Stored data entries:
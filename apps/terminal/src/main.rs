use std::{path::PathBuf, process::ExitCode, sync::Arc};

use anyhow::Context;
use clap::{Parser, Subcommand};
use client_core::DecomposeClient;
use shared::domain::{TaskId, TaskItem};
use ui_controller::{
    BreakdownOutcome, ControllerContext, FileStash, PageView, Stash, SubmitOutcome, UiController,
};

mod config;
mod page;

use config::load_settings;
use page::TerminalPage;

#[derive(Parser, Debug)]
#[command(name = "decomposer", about = "Break an objective into small steps")]
struct Args {
    /// Config file (defaults to ./decomposer.toml when present).
    #[arg(long, global = true)]
    config: Option<PathBuf>,
    #[arg(long, global = true)]
    server_url: Option<String>,
    /// Session cookie, e.g. `session=...`; without one the user counts as signed out.
    #[arg(long, global = true)]
    session_cookie: Option<String>,
    #[command(subcommand)]
    command: Command,
}

#[derive(Subcommand, Debug)]
enum Command {
    /// Decompose a task. Without `--task`, a title stashed by `breakdown` fills the input.
    Submit {
        #[arg(long)]
        task: Option<String>,
    },
    /// Mark a task done.
    Done {
        #[arg(long)]
        id: Option<String>,
        #[arg(long)]
        title: Option<String>,
    },
    /// Stash a task title for the next `submit`.
    Breakdown {
        #[arg(long)]
        id: Option<String>,
        #[arg(long)]
        title: Option<String>,
    },
}

#[tokio::main]
async fn main() -> anyhow::Result<ExitCode> {
    tracing_subscriber::fmt()
        .with_env_filter(std::env::var("RUST_LOG").unwrap_or_else(|_| "info".into()))
        .with_writer(std::io::stderr)
        .init();
    let args = Args::parse();

    let mut settings = load_settings(args.config.as_deref())?;
    if let Some(server_url) = args.server_url {
        settings.server_url = server_url;
    }
    if let Some(cookie) = args.session_cookie {
        settings.session_cookie = Some(cookie);
    }

    let mut client = DecomposeClient::builder(settings.server_url.clone());
    if let Some(cookie) = settings.session_cookie.as_deref() {
        client = client.session_cookie(cookie);
    }
    if let Some(timeout) = settings.request_timeout {
        client = client.timeout(timeout);
    }
    let client = client
        .build()
        .with_context(|| format!("failed to set up client for '{}'", settings.server_url))?;

    let input = match &args.command {
        Command::Submit { task } => Some(task.clone().unwrap_or_default()),
        _ => None,
    };
    let page = TerminalPage::new(std::io::stdout(), settings.session_cookie.is_some(), input);
    let mut controller = UiController::new(ControllerContext {
        page,
        stash: FileStash::new(&settings.stash_path),
        api: Arc::new(client),
        presentation: settings.presentation,
    });

    let ok = match args.command {
        Command::Submit { task } => {
            submit(&mut controller, task.is_some()).await == SubmitOutcome::Rendered
        }
        Command::Done { id, title } => {
            let mut item = TaskItem::new(id.map(TaskId), title);
            controller.mark_task_done(&mut item);
            true
        }
        Command::Breakdown { id, title } => {
            let id = id.map(TaskId);
            controller.start_breakdown(id.as_ref(), title.as_deref()) == BreakdownOutcome::Navigated
        }
    };

    Ok(if ok { ExitCode::SUCCESS } else { ExitCode::FAILURE })
}

/// A title stashed by `breakdown` only fills the input when `--task` was not given.
async fn submit<P: PageView, S: Stash>(
    controller: &mut UiController<P, S>,
    explicit_task: bool,
) -> SubmitOutcome {
    if !explicit_task {
        controller.on_load();
    }
    controller.submit_task().await
}
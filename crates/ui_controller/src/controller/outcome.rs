//! Outcome modeling for controller operations and mapping of API results
//! onto UI states.

use client_core::DecomposeError;
use shared::{
    error::ErrorCode,
    protocol::{DecomposeBody, DecomposeResponse},
};

use crate::{controller::state::UiState, presentation::Messages};

#[derive(Debug, Clone, Copy, PartialEq, Eq)]
pub enum SubmitOutcome {
    /// Steps and/or encouragement rendered.
    Rendered,
    /// Blank input; no request sent.
    ValidationFailed,
    /// Logged out before sending, or the service answered 401.
    Unauthenticated,
    /// HTTP 500.
    ServerError,
    /// Any other non-2xx status.
    HttpError,
    /// 2xx whose body carried only an `error` field.
    ServiceError,
    /// 2xx with none of steps/encouragement/error.
    MalformedResponse,
    /// Network failure or undecodable 2xx body.
    TransportError,
}

impl SubmitOutcome {
    pub fn name(self) -> &'static str {
        match self {
            Self::Rendered => "rendered",
            Self::ValidationFailed => "validation_failed",
            Self::Unauthenticated => "unauthenticated",
            Self::ServerError => "server_error",
            Self::HttpError => "http_error",
            Self::ServiceError => "service_error",
            Self::MalformedResponse => "malformed_response",
            Self::TransportError => "transport_error",
        }
    }
}

#[derive(Debug, Clone, PartialEq, Eq)]
pub enum BreakdownOutcome {
    /// Title stashed and the page sent to `/`.
    Navigated,
    MissingTitle,
    StashUnavailable,
}

/// Maps the result of a `/decompose` call onto the state to display.
pub fn resolve_response(
    result: Result<DecomposeResponse, DecomposeError>,
    messages: &Messages,
) -> (UiState, SubmitOutcome) {
    match result {
        Ok(response) => match response.classify() {
            DecomposeBody::Decomposition {
                steps,
                encouragement,
            } => {
                let steps = if steps.is_empty() {
                    messages.missing_steps.clone()
                } else {
                    steps
                };
                (
                    UiState::Results {
                        steps,
                        encouragement,
                    },
                    SubmitOutcome::Rendered,
                )
            }
            DecomposeBody::Error(message) => (UiState::Error(message), SubmitOutcome::ServiceError),
            DecomposeBody::Unrecognized => {
                tracing::warn!(?response, "decompose: unexpected response format");
                (
                    UiState::Error(messages.unexpected_format.clone()),
                    SubmitOutcome::MalformedResponse,
                )
            }
        },
        Err(DecomposeError::Status {
            status,
            reason,
            message,
        }) => match ErrorCode::from_status(status) {
            ErrorCode::Unauthorized => (
                UiState::LoginPrompt(messages.session_expired.clone()),
                SubmitOutcome::Unauthenticated,
            ),
            ErrorCode::Internal => (
                UiState::Error(messages.server_issue.clone()),
                SubmitOutcome::ServerError,
            ),
            ErrorCode::Http => {
                let text = message.unwrap_or_else(|| messages.http_status(status, &reason));
                (UiState::Error(text), SubmitOutcome::HttpError)
            }
        },
        Err(err) => {
            tracing::error!(%err, "decompose: request failed");
            (
                UiState::Error(messages.request_failed(&err.to_string())),
                SubmitOutcome::TransportError,
            )
        }
    }
}
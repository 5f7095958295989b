//! Terminal rendition of the decomposer page: regions print as they become
//! visible, notifications and navigation print as notices.

use std::{collections::HashMap, io::Write, time::Duration};

use ui_controller::{Fade, PageView, Region, TextSlot};

pub struct TerminalPage<W: Write> {
    out: W,
    logged_in: bool,
    input: Option<String>,
    visible: HashMap<Region, bool>,
    texts: HashMap<TextSlot, String>,
}

impl<W: Write> TerminalPage<W> {
    pub fn new(out: W, logged_in: bool, input: Option<String>) -> Self {
        Self {
            out,
            logged_in,
            input,
            visible: HashMap::new(),
            texts: HashMap::new(),
        }
    }

    #[cfg(test)]
    pub fn is_visible(&self, region: Region) -> bool {
        self.visible.get(&region).copied().unwrap_or(false)
    }

    #[cfg(test)]
    pub fn into_inner(self) -> W {
        self.out
    }

    fn text(&self, slot: TextSlot) -> &str {
        self.texts.get(&slot).map(String::as_str).unwrap_or_default()
    }

    fn emit(&mut self, line: &str) {
        if let Err(err) = writeln!(self.out, "{line}") {
            tracing::warn!(%err, "terminal page: failed to write output");
        }
    }

    fn render(&mut self, region: Region) {
        let line = match region {
            Region::Loading => "Breaking it down...".to_string(),
            Region::Error => format!("Error: {}", self.text(TextSlot::ErrorMessage)),
            Region::LoginPrompt => self.text(TextSlot::LoginPromptMessage).to_string(),
            Region::Results => format!("Steps:\n{}", self.text(TextSlot::StepsOutput)),
            Region::EncouragementAside => {
                format!("\n> {}", self.text(TextSlot::EncouragementOutput))
            }
        };
        self.emit(&line);
    }
}

impl<W: Write> PageView for TerminalPage<W> {
    fn is_logged_in(&self) -> bool {
        self.logged_in
    }

    fn task_input(&self) -> Option<String> {
        self.input.clone()
    }

    fn set_task_input(&mut self, value: &str) {
        self.input = Some(value.to_string());
    }

    fn set_visible(&mut self, region: Region, visible: bool) {
        let was_visible = self.visible.insert(region, visible).unwrap_or(false);
        if visible && !was_visible {
            self.render(region);
        }
    }

    fn set_text(&mut self, slot: TextSlot, text: &str) {
        self.texts.insert(slot, text.to_string());
    }

    fn set_submit_enabled(&mut self, enabled: bool) {
        tracing::debug!(enabled, "terminal page: submit control");
    }

    // No opacity in a terminal; a finished fade-out just hides the region.
    fn fade(&mut self, region: Region, fade: Fade, duration: Duration) {
        tracing::debug!(?region, ?fade, ?duration, "terminal page: fade");
        if fade == Fade::Out {
            self.visible.insert(region, false);
        }
    }

    fn notify(&mut self, message: &str) {
        self.emit(&format!("[!] {message}"));
    }

    fn navigate(&mut self, path: &str) {
        self.emit(&format!("-> {path} (run `decomposer submit` to continue)"));
    }
}

#[cfg(test)]
#[path = "tests/page_tests.rs"]
mod tests;
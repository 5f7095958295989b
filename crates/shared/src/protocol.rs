use serde::{Deserialize, Serialize};

pub const DECOMPOSE_ROUTE: &str = "/decompose";

#[derive(Debug, Clone, PartialEq, Eq, Serialize, Deserialize)]
pub struct DecomposeRequest {
    pub task_description: String,
}

impl DecomposeRequest {
    /// Builds a request from raw input, returning `None` when the input is
    /// empty after trimming.
    pub fn from_input(raw: &str) -> Option<Self> {
        let task_description = raw.trim();
        if task_description.is_empty() {
            return None;
        }
        Some(Self {
            task_description: task_description.to_string(),
        })
    }
}

/// Body of a `/decompose` response. Every field is optional on the wire.
#[derive(Debug, Clone, Default, PartialEq, Eq, Serialize, Deserialize)]
pub struct DecomposeResponse {
    #[serde(default, skip_serializing_if = "Option::is_none")]
    pub steps: Option<String>,
    #[serde(default, skip_serializing_if = "Option::is_none")]
    pub encouragement: Option<String>,
    #[serde(default, skip_serializing_if = "Option::is_none")]
    pub error: Option<String>,
}

/// What a response body amounts to once empty strings are treated as absent.
#[derive(Debug, Clone, PartialEq, Eq)]
pub enum DecomposeBody {
    Decomposition {
        steps: String,
        encouragement: String,
    },
    Error(String),
    Unrecognized,
}

fn non_empty(value: &Option<String>) -> Option<&str> {
    value.as_deref().filter(|v| !v.is_empty())
}

impl DecomposeResponse {
    pub fn classify(&self) -> DecomposeBody {
        let steps = non_empty(&self.steps);
        let encouragement = non_empty(&self.encouragement);
        if steps.is_some() || encouragement.is_some() {
            return DecomposeBody::Decomposition {
                steps: steps.unwrap_or_default().to_string(),
                encouragement: encouragement.unwrap_or_default().to_string(),
            };
        }
        match non_empty(&self.error) {
            Some(error) => DecomposeBody::Error(error.to_string()),
            None => DecomposeBody::Unrecognized,
        }
    }
}

#[cfg(test)]
mod tests {
    use super::*;

    #[test]
    fn request_trims_and_rejects_blank_input() {
        assert_eq!(DecomposeRequest::from_input("   \n\t"), None);
        let request = DecomposeRequest::from_input("  plan the move  ").expect("request");
        assert_eq!(request.task_description, "plan the move");
        assert_eq!(
            serde_json::to_value(&request).expect("json"),
            serde_json::json!({ "task_description": "plan the move" })
        );
    }

    #[test]
    fn response_ignores_unknown_fields() {
        let response: DecomposeResponse =
            serde_json::from_str(r#"{"steps":"1. Start","model":"gpt"}"#).expect("json");
        assert_eq!(response.steps.as_deref(), Some("1. Start"));
        assert_eq!(response.encouragement, None);
    }

    #[test]
    fn classify_prefers_decomposition_over_error() {
        let response = DecomposeResponse {
            steps: None,
            encouragement: Some("You got this".into()),
            error: Some("ignored".into()),
        };
        assert_eq!(
            response.classify(),
            DecomposeBody::Decomposition {
                steps: String::new(),
                encouragement: "You got this".into(),
            }
        );
    }

    #[test]
    fn classify_treats_empty_strings_as_absent() {
        let response = DecomposeResponse {
            steps: Some(String::new()),
            encouragement: Some(String::new()),
            error: None,
        };
        assert_eq!(response.classify(), DecomposeBody::Unrecognized);

        let response = DecomposeResponse {
            error: Some("quota exceeded".into()),
            ..Default::default()
        };
        assert_eq!(
            response.classify(),
            DecomposeBody::Error("quota exceeded".into())
        );
    }
}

> _TASK DIRECTIONS_:
Once you find the line with "use config::load_settings;" in the entries above, output it and each line after it up to and including the line with "let client = client", and nothing else.

> _RESULT FOR THIS TASK_:
use config::load_settings;
use page::TerminalPage;

#[derive(Parser, Debug)]
#[command(name = "decomposer", about = "Break an objective into small steps")]
struct Args {
    /// Config file (defaults to ./decomposer.toml when present).
    #[arg(long, global = true)]
    config: Option<PathBuf>,
    #[arg(long, global = true)]
    server_url: Option<String>,
    /// Session cookie, e.g. `session=...`; without one the user counts as signed out.
    #[arg(long, global = true)]
    session_cookie: Option<String>,
    #[command(subcommand)]
    command: Command,
}

#[derive(Subcommand, Debug)]
enum Command {
    /// Decompose a task. Without `--task`, a title stashed by `breakdown` fills the input.
    Submit {
        #[arg(long)]
        task: Option<String>,
    },
    /// Mark a task done.
    Done {
        #[arg(long)]
        id: Option<String>,
        #[arg(long)]
        title: Option<String>,
    },
    /// Stash a task title for the next `submit`.
    Breakdown {
        #[arg(long)]
        id: Option<String>,
        #[arg(long)]
        title: Option<String>,
    },
}

#[tokio::main]
async fn main() -> anyhow::Result<ExitCode> {
    tracing_subscriber::fmt()
        .with_env_filter(std::env::var("RUST_LOG").unwrap_or_else(|_| "info".into()))
        .with_writer(std::io::stderr)
        .init();
    let args = Args::parse();

    let mut settings = load_settings(args.config.as_deref())?;
    if let Some(server_url) = args.server_url {
        settings.server_url = server_url;
    }
    if let Some(cookie) = args.session_cookie {
        settings.session_cookie = Some(cookie);
    }

    let mut client = DecomposeClient::builder(settings.server_url.clone());
    if let Some(cookie) = settings.session_cookie.as_deref() {
        client = client.session_cookie(cookie);
    }
    if let Some(timeout) = settings.request_timeout {
        client = client.timeout(timeout);
    }
    let client = client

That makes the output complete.